Bu özellikle ABD, yasalarının son derece tartışmalı dışsallığını da uyguladığı ve hedeflenen kişi bir Amerikan vatandaşı olup olmadığına veya ABD topraklarına ayak basıp basmadığına bakılmaksızın bunları dünyadaki herhangi birine uygulayabileceği için geçerlidir. Bunun belki de en iyi örneği, savaş suçları ve ayrım gözetmeksizin sivillerin öldürülmesi de dahil olmak üzere dünyanın dört bir yanındaki yasadışı ABD faaliyetlerini ayrıntılandıran milyonlarca gizli belge yayınlayan Wikileaks'in kurucusu Julian Assange'ın kaderidir.
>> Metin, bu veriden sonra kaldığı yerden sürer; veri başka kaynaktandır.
//! `kida-cli` – operator console for the Kida robot.
//!
//! This binary wires the control core together and hands the terminal to
//! the operator.  It:
//!
//! 1. Checks for `~/.kida/config.toml`; runs a **First-Run Wizard** when the
//!    file is absent.
//! 2. Connects the chassis (`dev00`) and accessory (`dev01`) boards over
//!    serial, or simulated boards with `--sim`, and starts one sensor reader
//!    per connected board.
//! 3. Drops the operator into an **interactive REPL** (see [`repl`]).
//! 4. Intercepts **Ctrl-C** to stop the robot and exit safely.

mod config;
mod repl;

use clap::Parser;
use colored::Colorize;
use std::sync::Arc;
use std::sync::atomic::{AtomicBool, Ordering};

use kida_hal::{CommandDispatcher, SimBoards, SerialTransport};
use kida_perception::{BufLineSource, SensorReader, SensorStore};
use kida_runtime::telemetry::init_tracing;
use kida_runtime::{ManualDriver, ModeArbiter, StatusBoard};
use kida_types::DeviceId;
use tracing::{info, warn};

use crate::config::{Config, SerialConfig};
use crate::repl::Session;

/// Operator console for the Kida robot.
#[derive(Debug, Parser)]
#[command(name = "kida", version)]
struct Args {
    /// Use simulated boards instead of serial ports.
    #[arg(long)]
    sim: bool,
}

fn main() {
    let args = Args::parse();

    // ── Structured logging ────────────────────────────────────────────────
    // RUST_LOG filters (default "info"); KIDA_LOG_FORMAT=json switches to
    // JSON lines; OTEL_EXPORTER_OTLP_ENDPOINT enables span export.
    let _telemetry = init_tracing("kida");

    print_banner();

    // ── Configuration ─────────────────────────────────────────────────────
    match config::load() {
        Ok(None) => run_first_run_wizard(),
        Ok(Some(_)) => {
            println!(
                "  Config loaded from {}",
                config::config_path().display().to_string().bold()
            );
        }
        Err(e) => {
            println!("{}: {}", "Config error".red(), e);
            println!("  Using default configuration.");
        }
    }
    let cfg = config::resolve().unwrap_or_else(|e| {
        warn!(error = %e, "falling back to default configuration");
        let mut cfg = Config::default();
        config::apply_env_overrides(&mut cfg);
        cfg
    });

    // ── Boards ────────────────────────────────────────────────────────────
    let store = Arc::new(SensorStore::new());
    let (dispatcher, readers) = if args.sim {
        let (dispatcher, _log) = SimBoards::new().with_chassis().with_accessory().build();
        println!(
            "  {} simulated boards; inject sensor lines with {}.",
            "Using".yellow(),
            "/feed".bold()
        );
        (dispatcher, Vec::new())
    } else {
        connect_boards(&cfg.serial, &store)
    };
    let dispatcher = Arc::new(dispatcher);

    // ── Control core ──────────────────────────────────────────────────────
    let status = Arc::new(StatusBoard::new());
    let arbiter = Arc::new(ModeArbiter::new(
        Arc::clone(&store),
        Arc::clone(&dispatcher),
        status.clone(),
        cfg.autonomy.clone(),
    ));
    let driver = ManualDriver::new(
        Arc::clone(&dispatcher),
        arbiter.shared_mode(),
        cfg.speed.clone(),
    );
    info!(policy = %cfg.autonomy.policy, sim = args.sim, "control core ready");

    // ── Ctrl-C handler ────────────────────────────────────────────────────
    let shutdown = Arc::new(AtomicBool::new(false));
    let shutdown_clone = shutdown.clone();
    let arbiter_ctrlc = Arc::clone(&arbiter);

    if let Err(e) = ctrlc::set_handler(move || {
        println!();
        println!("{}", "⚠  Ctrl-C received – stopping the robot …".yellow().bold());
        arbiter_ctrlc.shutdown();
        shutdown_clone.store(true, Ordering::SeqCst);
        println!("{}", "  ✓ STOP sent.".green());
        println!("{}", "  ✓ Exiting Kida.".green());
        // stdin is still blocked in read_line; nothing else needs to run.
        std::process::exit(130);
    }) {
        warn!(error = %e, "Failed to install Ctrl-C handler; Ctrl-C will not stop the robot");
    }

    println!();
    println!("  Mode: {}", arbiter.mode().to_string().bold());
    println!("  Type {} for a list of commands.\n", "/help".bold().cyan());

    // ── Interactive REPL ──────────────────────────────────────────────────
    let session = Session {
        arbiter: Arc::clone(&arbiter),
        driver,
        store,
        status,
    };
    repl::run(&session, shutdown);

    arbiter.shutdown();
    for reader in readers {
        reader.stop();
    }
}

/// Open each configured board, registering it with the dispatcher and
/// starting its sensor reader.  A board that cannot be opened is skipped.
fn connect_boards(
    serial: &SerialConfig,
    store: &Arc<SensorStore>,
) -> (CommandDispatcher, Vec<SensorReader>) {
    let mut dispatcher = CommandDispatcher::new();
    let mut readers = Vec::new();
    let boards = [
        (DeviceId::chassis(), serial.chassis_port.as_str()),
        (DeviceId::accessory(), serial.accessory_port.as_str()),
    ];

    for (id, path) in boards {
        print!("  Connecting {} on {} … ", id.to_string().bold(), path.dimmed());
        let transport =
            match SerialTransport::open(id.clone(), path, serial.baud_rate, serial.timeout()) {
                Ok(transport) => transport,
                Err(e) => {
                    println!("{}", "unavailable".red());
                    warn!(device = %id, error = %e, "board not connected");
                    continue;
                }
            };

        match transport.try_clone_port() {
            Ok(port) => {
                match SensorReader::spawn(id.clone(), BufLineSource::new(port), Arc::clone(store))
                {
                    Ok(reader) => readers.push(reader),
                    Err(e) => warn!(device = %id, error = %e, "sensor reader not started"),
                }
            }
            Err(e) => warn!(device = %id, error = %e, "sensor reader not started"),
        }
        dispatcher.register(Box::new(transport));
        println!("{}", "online".green());
    }

    if dispatcher.devices().is_empty() {
        println!(
            "  {}  Commands will be dropped. Try {} to run without hardware.",
            "No boards connected.".yellow(),
            "--sim".bold()
        );
    }
    (dispatcher, readers)
}

// ─────────────────────────────────────────────────────────────────────────────
// First-Run Wizard
// ─────────────────────────────────────────────────────────────────────────────

fn run_first_run_wizard() {
    println!();
    println!("{}", "  ╔══════════════════════════════════════╗".bold().cyan());
    println!("{}", "  ║        Kida First-Run Wizard         ║".bold().cyan());
    println!("{}", "  ╚══════════════════════════════════════╝".bold().cyan());
    println!();
    println!("  No configuration found.  Let's set up Kida.\n");

    let mut cfg = Config::default();

    cfg.serial.chassis_port = prompt_line(
        &format!("  Chassis board port (dev00) [{}]: ", cfg.serial.chassis_port),
        &cfg.serial.chassis_port,
    );
    cfg.serial.accessory_port = prompt_line(
        &format!("  Accessory board port (dev01) [{}]: ", cfg.serial.accessory_port),
        &cfg.serial.accessory_port,
    );

    let baud = prompt_line(
        &format!("  Baud rate [{}]: ", cfg.serial.baud_rate),
        &cfg.serial.baud_rate.to_string(),
    );
    if let Ok(b) = baud.trim().parse::<u32>() {
        cfg.serial.baud_rate = b;
    }

    println!("  Autonomous policy?");
    println!("    1) Obstacle avoidance  (default)");
    println!("    2) Line following");
    println!("    3) PID line following");
    match prompt_line("  Enter choice [1]: ", "1").trim() {
        "2" => cfg.autonomy.policy = kida_runtime::PolicyKind::LineFollower,
        "3" => cfg.autonomy.policy = kida_runtime::PolicyKind::PidLineFollower,
        _ => cfg.autonomy.policy = kida_runtime::PolicyKind::ObstacleAvoidance,
    }

    match config::save(&cfg) {
        Ok(()) => println!(
            "\n  {} Config saved to {}\n",
            "✓".green().bold(),
            config::config_path().display().to_string().bold()
        ),
        Err(e) => println!("{}: {}", "Error saving config".red(), e),
    }
}

// ─────────────────────────────────────────────────────────────────────────────
// Banner
// ─────────────────────────────────────────────────────────────────────────────

fn print_banner() {
    println!();
    println!("{}", r#"   __ __ _     __    "#.bold().cyan());
    println!("{}", r#"  / //_/(_)___/ /__ _"#.bold().cyan());
    println!("{}", r#" / ,<  / / _  / _ `/"#.bold().cyan());
    println!("{}", r#"/_/|_|/_/\_,_/\_,_/ "#.bold().cyan());
    println!();
    println!(
        "  {} {}",
        "Kida".bold(),
        format!("v{}", env!("CARGO_PKG_VERSION")).dimmed()
    );
    println!("  Mobile robot control core");
    println!();
}

// ─────────────────────────────────────────────────────────────────────────────
// Helpers
// ─────────────────────────────────────────────────────────────────────────────

fn prompt_line(msg: &str, default: &str) -> String {
    use std::io::{BufRead, Write};
    print!("{}", msg);
    std::io::stdout().flush().ok();
    let mut line = String::new();
    match std::io::stdin().lock().read_line(&mut line) {
        Ok(_) => {
            let t = line.trim().to_string();
            if t.is_empty() { default.to_string() } else { t }
        }
        Err(_) => default.to_string(),
    }
}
Araştırmacı bir gazeteci olarak çalışması, ABD vatandaşı olmasa bile, onu iade etmesi için vasallarına azami baskı uyguladığı için Assange'ın hayatının 12 yılına mal oldu. Bu şu soruyu akla getiriyor: ABD, istediği kişiyi herhangi bir bahaneyle keyfi olarak tutuklayıp yargılayabilirse, dünyada güvende olan var mı?